In this interview, sound artist, composer, and anthropologist Hadi Bastani talks about his listening habits; his earlier research on noise music, glitch, and computer music; and the effect that online fieldwork has had on his collaborative works.
Bastani is the artist in residence at the 2021 edition of the Berlin-based Klangteppich festival. The festival presents musicians from Iran and the Iranian diaspora in new encounters with artists from other practices and scenes. This interview was conducted by journalist and Klangteppich curator Franziska Buhre.
[Franziska Buhre]: Hadi Bastani, how do you listen to sounds and music today and how has that changed throughout the years?
[Hadi Bastani]: The overall trajectory would indicate a movement from listening to music to listening to space in the broadest sense. Even in my early teens in Tehran I used to take listening very seriously. If somebody wanted to contact me during my listening hours, I would tell them that I was busy with «work».
My brother had a collection of some 400+ tapes of mainly hard rock and heavy metal. I grew up listening to that music and liking distortion. I picked up the electric guitar when I was 18 (2003); learned classical harmony and counterpoint with Mehran Rouhani from the age of 20; and started composing shortly after. After I left Iran in 2009, I was exposed to more experimental music. As my practice changed from strictly compositional to a more performative/improvisatory one, so did my listening habits. Listening is at the heart of what I do and how I do it in my career as sound artist, composer, performer, and anthropologist.
[FB]: The emergence of experimental electronic music in Iran, as you describe it in your dissertation thesis (Bastani 2019), coincides with you moving to Europe in 2009. To what extent did you choose this field for your research in order to «stay connected», on an artistic and personal level?
[HB]: I recorded a post-punk album in Tehran in 2005 with my close friends and bandmates, one of whom was then based in Kyiv and the other one in Nottingham, England. When the album was ready to be released – it was a really cool album – but when it was finished, we all decided that this shouldn’t go out, for different reasons. My own reason and perspective was that this was the kind of sound I didn’t wanna do anymore. I didn’t want to do repetitive verse-chorus structures and to please the popular music environment – it wasn’t for me anymore. So we just abandoned two years of hard work and went our own separate ways, all of us. I went into researching noise music, glitch, and computer music. In my studio in Paris, around 2010 and 2011, I listened to Umchunga’s «Streets 1» and then all of that background – of listening to and experimenting with ambient/drone and noise on my own – came forth.

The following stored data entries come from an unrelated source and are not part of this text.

impl VolumeStandardizer {
    pub fn new(options: StandardizerOptions) -> Self {
        Self { options }
    }

    /// Assemble, bias-correct, reorient and resample one slice sequence.
    pub fn standardize(
        &self,
        sequence: &SliceSequence,
        warnings: &mut Vec<Warning>,
    ) -> Result<Volume, ReconError> {
        let volume = self.assemble(sequence, warnings)?;
        let volume = if self.options.bias_correction {
            self.correct_bias(volume)?
        } else {
            volume
        };
        let (volume, slice_axis) = reorient(volume)?;
        let volume = self.resample(volume, slice_axis, warnings)?;

        let (depth, height, width) = volume.dim();
        info!(
            width,
            height,
            depth,
            spacing = ?volume.geometry().spacing().as_slice(),
            "Standardized volume"
        );
        Ok(volume)
    }

    /// Stack the slices into a grid whose axes are the row direction, the
    /// column direction and the stack normal.
    pub fn assemble(
        &self,
        sequence: &SliceSequence,
        warnings: &mut Vec<Warning>,
    ) -> Result<Volume, GeometryError> {
        let slices = sequence.slices();
        let first = slices.first().ok_or(GeometryError::TooFewSlices {
            found: 0,
            required: 1,
        })?;
        let (rows, columns) = first.dim();
        if slices.iter().any(|slice| slice.dim() != (rows, columns)) {
            return Err(GeometryError::InconsistentDimensions);
        }

        let (row_spacing, column_spacing) = match slices.iter().find_map(|s| s.pixel_spacing())
        {
            Some(spacing) => spacing,
            None => {
                let fallback = self.options.fallback_pixel_spacing;
                Warning::record(
                    warnings,
                    Stage::Standardize,
                    format!("No pixel spacing found; assuming {fallback} mm"),
                );
                (fallback, fallback)
            }
        };

        let (row_dir, column_dir) = slices
            .iter()
            .find_map(|s| s.orientation().copied())
            .unwrap_or((Vector3::x(), Vector3::y()));

        // Gram-Schmidt on the in-plane axes
        let x_axis = row_dir
            .try_normalize(f64::EPSILON)
            .ok_or(GeometryError::DegenerateOrientation)?;
        let y_axis = (column_dir - x_axis * column_dir.dot(&x_axis))
            .try_normalize(1e-6)
            .ok_or(GeometryError::DegenerateOrientation)?;
        let mut z_axis = x_axis.cross(&y_axis);
        if sequence.normal().is_some_and(|n| n.dot(&z_axis) < 0.0) {
            z_axis = -z_axis;
        }
        let direction = Matrix3::from_columns(&[x_axis, y_axis, z_axis]);
        let spacing = Vector3::new(column_spacing, row_spacing, sequence.slice_spacing());

        let origin = slices
            .iter()
            .enumerate()
            .find_map(|(i, slice)| {
                slice
                    .position()
                    .map(|p| p - z_axis * (i as f64 * spacing.z))
            })
            .unwrap_or_else(|| z_axis * sequence.keys()[0]);

        let mut data = Array3::<f32>::zeros((slices.len(), rows, columns));
        for (i, slice) in slices.iter().enumerate() {
            data.slice_mut(s![i, .., ..]).assign(slice.pixels());
        }

        Volume::new(data, Geometry::new(spacing, origin, direction)?)
    }

    /// Divide out a smooth multiplicative field estimated from the log
    /// intensities of the Otsu foreground.
    pub fn correct_bias(&self, volume: Volume) -> Result<Volume, GeometryError> {
        let values: Vec<f32> = volume.data().iter().copied().collect();
        let threshold = otsu_threshold(&values);
        let weights = volume
            .data()
            .mapv(|v| if v > threshold && v > 0.0 { 1.0_f32 } else { 0.0 });
        if weights.sum() < 1.0 {
            return Ok(volume);
        }

        let (mut data, geometry) = volume.into_parts();
        let spacing = *geometry.spacing();
        let factor = spacing.map(|s| ((self.options.bias_grid_spacing / s).round() as usize).max(1));

        let log_weighted = Zip::from(&data)
            .and(&weights)
            .par_map_collect(|&v, &w| v.max(1e-3).ln() * w);
        let coarse_sum = block_average(&log_weighted, &factor);
        let coarse_weight = block_average(&weights, &factor);
        let coarse_log = Zip::from(&coarse_sum)
            .and(&coarse_weight)
            .map_collect(|&sum, &w| if w > 0.0 { sum / w } else { 0.0 });

        let coarse_spacing = Vector3::from_fn(|i, _| spacing[i] * factor[i] as f64);
        let sigma = coarse_spacing.map(|s| self.options.bias_sigma / s);
        let mut field = normalized_convolution(&coarse_log, &coarse_weight, &sigma, 0.0);

        let total_weight: f32 = coarse_weight.sum();
        let mean = Zip::from(&field)
            .and(&coarse_weight)
            .fold(0.0_f32, |acc, &f, &w| acc + f * w)
            / total_weight;
        field.mapv_inplace(|f| f - mean);

        let (cd, ch, cw) = field.dim();
        let coarse_dims = Vector3::new(cw, ch, cd);
        let field_view = field.view();
        Zip::indexed(&mut data).par_for_each(|(z, y, x), value| {
            let fine = Vector3::new(x, y, z);
            let index = Vector3::from_fn(|i, _| {
                let c = (fine[i] as f64 + 0.5) / factor[i] as f64 - 0.5;
                c.clamp(0.0, (coarse_dims[i] - 1) as f64)
            });
            if let Some(log_bias) = Interpolator::trilinear_interpolate(&field_view, &index) {
                *value /= log_bias.exp();
            }
        });

        debug!(
            factor = ?factor.as_slice(),
            coarse = ?coarse_dims.as_slice(),
            "Estimated bias field"
        );
        Volume::new(data, geometry)
    }

    /// Resample to the adaptive target spacing. Thick-slice volumes keep their
    /// resolution and are only smoothed in-plane; oblique volumes always end
    /// on an identity-direction grid.
    pub fn resample(
        &self,
        volume: Volume,
        slice_axis: usize,
        warnings: &mut Vec<Warning>,
    ) -> Result<Volume, GeometryError> {
        let spacing = *volume.geometry().spacing();
        let in_plane = (0..3)
            .filter(|&i| i != slice_axis)
            .map(|i| spacing[i])
            .fold(f64::INFINITY, f64::min);
        let ratio = spacing[slice_axis] / in_plane;

        if ratio > self.options.anisotropy_warning_ratio {
            Warning::record(
                warnings,
                Stage::Standardize,
                format!("High anisotropy: slice spacing is {ratio:.1}x the in-plane spacing"),
            );
        }

        let oblique = *volume.geometry().direction() != Matrix3::identity();
        let thick = ratio > self.options.thick_slice_ratio;
        debug!(ratio, thick, oblique, "Resampling policy");

        if thick {
            let mut sigma = Vector3::repeat(self.options.thick_slice_sigma);
            sigma[slice_axis] = 0.0;
            let (data, geometry) = volume.into_parts();
            let smoothed = Volume::new(gaussian_smooth(&data, &sigma), geometry)?;
            if !oblique {
                return Ok(smoothed);
            }
            return resample_to_identity(&smoothed, &spacing);
        }

        let target = Vector3::repeat(self.isotropic_spacing(in_plane, ratio));
        resample_to_identity(&volume, &target)
    }

    /// Target spacing of the isotropic band.
    pub fn isotropic_spacing(&self, in_plane: f64, ratio: f64) -> f64 {
        let (low, high) = if ratio <= self.options.near_isotropic_ratio {
            self.options.fine_band
        } else {
            self.options.coarse_band
        };
        in_plane.clamp(low, high)
    }
}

I realized it wasn’t only me, there were other people in Iran who were monitoring experimental music, who were listening to the same material and who were making similar music. It was then that I decided to find out more about that music in Iran.
[FB]: How do you reflect on your own position in the Iranian diaspora observing and analyzing experimental electronic music in Iran?
[HB]: I no longer have unmediated physical access to the scene – to the «mood», tensions, transformations, struggles, and discoveries that take place in its musicking processes as they unfold in the space. This lack of access means my research is bound to a slightly macro perspective and relies, on the one hand, on my interlocutors’ accounts – interviews, conversations, and collaborations – and, on the other, on my own observations of the online digital traces of the scene.
[FB]: Do you think that online fieldwork can be understood as a methodology that is particularly specific to people living in a diaspora?
[HB]: This partly depends on what diaspora we are talking about; where in the world it is located; how/if it has (comfortable) access to the internet and so on. In the U.K. where I’m based, and in Iran, online activities constitute a large part of people’s daily life, to the extent that one could argue that borders between online and offline reality are blurred. Both are merging into one daily life reality. In such circumstances, online ethnography is not only a valid method of research, it is a necessary one. Of course, its merit in the case of researchers in diaspora is clearer, but its functions go well beyond diasporic research.
[FB]: Has online fieldwork changed the way you produce/rehearse/perform and if so, how?
[HB]: It has increased my online collaborations. Making music/sound collaboratively online is more linear and more predictably sequential. These projects have specific demands, for instance with regards to how material should be handled and what the process should involve. When one makes music directly with people in physical encounters – at jam sessions and rehearsals – such «negotiations» often take place in the process of more intuitive and direct interactions. My live performances are usually improvisational whereas my online collaborations are rather compositional.